Published Date Written by Craig LyonsThere are two conflicting issues to consider with the idea of letting the Eastland Park Hotel build a ballroom on Congress Square: The need to support economic development and the need to preserve open space in Portland.
Both perspectives were voiced last night when the City Council's Housing and Community Development Subcommittee held a meeting with RockBridge Capital, the Eastland's developers, and members of the public to weigh in on the ballroom idea. RockBridge Capital wants to build a ballroom that would extend off the hotel and into the property that's now occupied by Congress Square Park along High Street.
Adam Valente, a senior vice president with RockBridge Capital, said as the plans for the renovation of the hotel are being finalized, the idea of creating a ballroom and function space came up.
"We've spent a lot of time, resources playing with this idea," he said.
A ballroom and function space is something that's missing in the downtown, said Valente, and it presents an opportunity to draw more people in and leverage local businesses.
Valente said the company wants to work with the city and residents to see if a ballroom addition to the hotel is an amenable idea.
"It's important to us it's a partnership," he said.
Alex Jaegerman, director of the city's planning division, said the square was built in 1981 as a part of the redevelopment in that area.
"We've struggled with Congress Square plaza ever since," he said. "It's in a tired state of affairs."
The city established a task force that would look at the possibilities for the park, according to Jaegerman, and when new owners took over the Eastland, they were brought into that conversation. It was during that process, he said, that the idea of a ballroom extension was first floated, and the task force felt that it could be possible as long as concessions are made to accommodate the public in that area.
"This is vital public space," said Jamie Parker, chairman of the city's parks commission. He said he's heard feedback both in favor of and against the project but one main theme is that whatever is done should be in the best interest of the public.
Jim Devine said while the plan is impressive, the loss of public space is his biggest concern. He said he doesn't like the idea of the space being converted into an exclusive space for high-income people and pushing the people Portland represents out of the way.
"I think the value of having public space where people can go and not have to pay to get it is very important," he said.
Pandora Lacasse said she's seen her neighborhood change drastically with new residential developments on Congress, High and Danforth streets and what's lacking is public space. She said a vibrant city has neighborhood open spaces where people can sit, talk and eat.

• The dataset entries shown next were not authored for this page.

//! OpenAPI document for the Tempo API.

use utoipa::OpenApi;

use crate::routes;
use crate::types;

#[derive(OpenApi)]
#[openapi(
    info(
        title = "Tempo Scheduling API",
        description = "Availability-driven task scheduling: windows, plans, events, and the reschedule queue.",
        license(name = "MIT"),
    ),
    paths(
        routes::health,
        routes::ingest_task_event,
        routes::availability::list_availability,
        routes::availability::replace_availability,
        routes::availability::list_exceptions,
        routes::availability::create_exception,
        routes::availability::delete_exception,
        routes::window::list_windows,
        routes::window::materialize_windows,
        routes::event::list_events,
        routes::event::save_events,
        routes::event::move_event,
        routes::event::complete_event,
        routes::event::split_event,
        routes::event::skip_event,
        routes::plan::get_or_create_active_plan,
        routes::plan::get_active_plan,
        routes::plan::get_active_plan_detail,
        routes::plan::get_plan_history,
        routes::plan::trigger_reschedule,
        routes::plan::trigger_deep_optimize,
        routes::plan::trigger_fallback_optimize,
        routes::plan::get_plan_detail,
        routes::plan::apply_plan,
        routes::plan::discard_plan,
        routes::plan::revert_plan,
        routes::task::list_tasks,
    ),
    components(schemas(
        crate::error::ApiError,
        crate::error::ErrorCode,
        types::AvailabilityRuleInput,
        types::ReplaceAvailabilityRequest,
        types::CreateExceptionRequest,
        types::DateRangeQuery,
        types::MaterializeRequest,
        types::EventInput,
        types::SaveEventsRequest,
        types::MoveEventRequest,
        types::MoveEventResponse,
        types::CompleteEventRequest,
        types::CompleteEventResponse,
        types::SplitEventRequest,
        types::SplitEventResponse,
        types::TriggerRescheduleRequest,
        types::DeepOptimizeRequest,
        types::FallbackOptimizeRequest,
        types::PlanStats,
        types::PlanDetailResponse,
        types::PlanHistoryResponse,
        types::OptimizationResult,
        types::HealthResponse,
        types::EventMeta,
        types::TaskEventPayload,
        types::TaskEventKind,
        types::TaskEventEnvelope,
        types::EventAck,
        tempo_core::AvailabilityRule,
        tempo_core::CalendarException,
        tempo_core::ScheduleWindow,
        tempo_core::SchedulePlan,
        tempo_core::ScheduleTask,
        tempo_core::ScheduleEvent,
        tempo_core::AvailabilityStatus,
        tempo_core::ExceptionKind,
        tempo_core::PlanType,
        tempo_core::PlanStatus,
        tempo_core::Priority,
        tempo_core::TaskScheduleStatus,
        tempo_core::EventStatus,
        tempo_core::RescheduleStrategy,
        tempo_core::Algorithm,
        tempo_core::StrategyKind,
    ))
)]
pub struct ApiDoc;

#[cfg(test)]
mod tests {
    use super::*;

    #[test]
    fn test_openapi_document_builds() {
        let doc = ApiDoc::openapi();
        let json = serde_json::to_string(&doc).expect("serialize openapi doc");
        assert!(json.contains("/api/v1/schedule-plans/reschedule"));
        assert!(json.contains("/api/v1/schedule-windows/materialize"));
    }
}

"Congress Square really can be that spot," she said.
Lacasse said she doesn't necessarily oppose the idea that the hotel has proposed but thinks it would simply cost the city too much public space.

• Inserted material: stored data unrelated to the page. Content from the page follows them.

//! HTTP client for the external optimization service.
//!
//! Implements the [`Executor`] capability over the optimizer's REST
//! surface, with bounded retries and an explicit request timeout so a
//! hung solver surfaces as an executor error instead of leaving its plan
//! in `OPTIMIZING` forever.

use async_trait::async_trait;
use serde::{Deserialize, Serialize};
use tempo_core::{
    EntityId, Executor, ExecutorOutcome, RescheduleBatch, RescheduleStrategy, ScheduleError,
    ScheduleResult,
};

use crate::config::ExecutorConfig;

const SCHEDULE_PATH: &str = "/api/v1/optimization/schedule";
const FALLBACK_PATH: &str = "/api/v1/optimization/schedule-with-fallback";

/// Wire request accepted by the optimization service.
#[derive(Debug, Clone, Serialize)]
#[serde(rename_all = "camelCase")]
struct OptimizeRequest {
    user_id: EntityId,
    plan_id: EntityId,
    strategy: RescheduleStrategy,
    #[serde(skip_serializing_if = "Option::is_none")]
    max_time_sec: Option<i32>,
}

/// Wire envelope returned by the optimization service.
#[derive(Debug, Clone, Deserialize)]
#[serde(rename_all = "camelCase")]
struct OptimizeEnvelope {
    code: i32,
    #[serde(default)]
    message: String,
    data: Option<OptimizeResponse>,
}

#[derive(Debug, Clone, Deserialize)]
#[serde(rename_all = "camelCase")]
struct OptimizeResponse {
    success: bool,
    #[serde(default)]
    updated_event_ids: Vec<EntityId>,
    #[serde(default)]
    duration_ms: i64,
}

/// Reqwest-backed executor.
#[derive(Clone)]
pub struct HttpExecutor {
    client: reqwest::Client,
    config: ExecutorConfig,
}

impl HttpExecutor {
    pub fn new(config: ExecutorConfig) -> ScheduleResult<Self> {
        let client = reqwest::Client::builder()
            .timeout(config.request_timeout)
            .build()
            .map_err(|e| ScheduleError::executor(format!("failed to build HTTP client: {}", e)))?;
        Ok(Self { client, config })
    }

    fn url_for(&self, batch: &RescheduleBatch) -> String {
        let base = self.config.base_url.trim_end_matches('/');
        match batch.strategy {
            RescheduleStrategy::OptimalReplan => {
                format!("{}{}?strategy={}", base, SCHEDULE_PATH, batch.strategy)
            }
            _ => format!("{}{}", base, FALLBACK_PATH),
        }
    }

    async fn do_request(&self, url: &str, body: &OptimizeRequest) -> ScheduleResult<ExecutorOutcome> {
        let response = self
            .client
            .post(url)
            .json(body)
            .send()
            .await
            .map_err(|e| ScheduleError::executor(format!("request failed: {}", e)))?;

        let status = response.status();
        if !status.is_success() {
            let text = response.text().await.unwrap_or_default();
            return Err(ScheduleError::executor(format!(
                "optimization service returned {}: {}",
                status, text
            )));
        }

        let envelope: OptimizeEnvelope = response
            .json()
            .await
            .map_err(|e| ScheduleError::executor(format!("invalid response: {}", e)))?;

        if envelope.code != 200 {
            return Err(ScheduleError::executor(format!(
                "optimization service error: {}",
                envelope.message
            )));
        }

        let data = envelope
            .data
            .ok_or_else(|| ScheduleError::executor("optimization response missing data"))?;

        Ok(ExecutorOutcome {
            success: data.success,
            updated_event_ids: data.updated_event_ids,
            duration_ms: data.duration_ms,
        })
    }
}

#[async_trait]
impl Executor for HttpExecutor {
    async fn execute(&self, batch: &RescheduleBatch) -> ScheduleResult<ExecutorOutcome> {
        let url = self.url_for(batch);
        let body = OptimizeRequest {
            user_id: batch.user_id,
            plan_id: batch.plan_id,
            strategy: batch.strategy,
            max_time_sec: batch.max_time_sec,
        };

        let mut last_err = ScheduleError::executor("no attempts made");
        for attempt in 0..=self.config.retry_count {
            if attempt > 0 {
                tracing::info!(attempt, retries = self.config.retry_count, "retrying optimization request");
                tokio::time::sleep(self.config.retry_delay).await;
            }

            match self.do_request(&url, &body).await {
                Ok(outcome) => return Ok(outcome),
                Err(err) => {
                    tracing::warn!(attempt, error = %err, "optimization request failed");
                    last_err = err;
                }
            }
        }

        Err(last_err)
    }
}

#[cfg(test)]
mod tests {
    use super::*;
    use tempo_core::new_entity_id;

    #[test]
    fn test_url_selection_by_strategy() {
        let executor = HttpExecutor::new(ExecutorConfig {
            base_url: "http://optimizer:8090/".to_string(),
            ..ExecutorConfig::default()
        })
        .unwrap();

        let mut batch = RescheduleBatch::new(
            new_entity_id(),
            new_entity_id(),
            RescheduleStrategy::OptimalReplan,
        );
        assert_eq!(
            executor.url_for(&batch),
            "http://optimizer:8090/api/v1/optimization/schedule?strategy=OPTIMAL_REPLAN"
        );

        batch.strategy = RescheduleStrategy::Ripple;
        assert_eq!(
            executor.url_for(&batch),
            "http://optimizer:8090/api/v1/optimization/schedule-with-fallback"
        );
    }

    #[test]
    fn test_request_serialization_skips_absent_hint() {
        let body = OptimizeRequest {
            user_id: new_entity_id(),
            plan_id: new_entity_id(),
            strategy: RescheduleStrategy::FullReplan,
            max_time_sec: None,
        };
        let json = serde_json::to_value(&body).unwrap();
        assert_eq!(json["strategy"], "FULL_REPLAN");
        assert!(json.get("maxTimeSec").is_none());
    }

    #[test]
    fn test_envelope_parsing() {
        let raw = serde_json::json!({
            "code": 200,
            "message": "ok",
            "data": {
                "success": true,
                "updatedEventIds": [uuid::Uuid::now_v7()],
                "durationMs": 321,
            }
        });
        let envelope: OptimizeEnvelope = serde_json::from_value(raw).unwrap();
        assert_eq!(envelope.code, 200);
        let data = envelope.data.unwrap();
        assert!(data.success);
        assert_eq!(data.updated_event_ids.len(), 1);
        assert_eq!(data.duration_ms, 321);
    }
}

Jan Beitzer, executive director of the Portland Downtown District who was speaking as a resident, said the key thing for the project is that public space is preserved in some fashion.
"It doesn't have to be there but it has to be accounted for," she said.
Congress Square has long been neglected and it's been a barrier to drawing functions and groups into the downtown, said Barbara Whitten, president and CEO of the Greater Portland Convention and Visitors Bureau. She said the GPCVB is embracing the ballroom development because it presents an opportunity that will generate business, increase revenue for the city and increase tourism.
"This is an amazing opportunity for us," she said.
Doug Fuss, president of the Portland Downtown District's board of directors, said that kind of an addition at the hotel would complement the increasing activity in the Arts District.
"The hotel needs this," he said. "We have to do as much as we possibly can to make them successful."
"The city needs this," he added. "It needs this because for over 20 years trying to do something with Congress Square and we've failed to do anything."
Lin Lisberger said economic development isn't just about commerce but also about having open space so people have a place they can use.
"If we have to come up with a compromise it can't be one that compromises the use of public space in Congress Square," she said.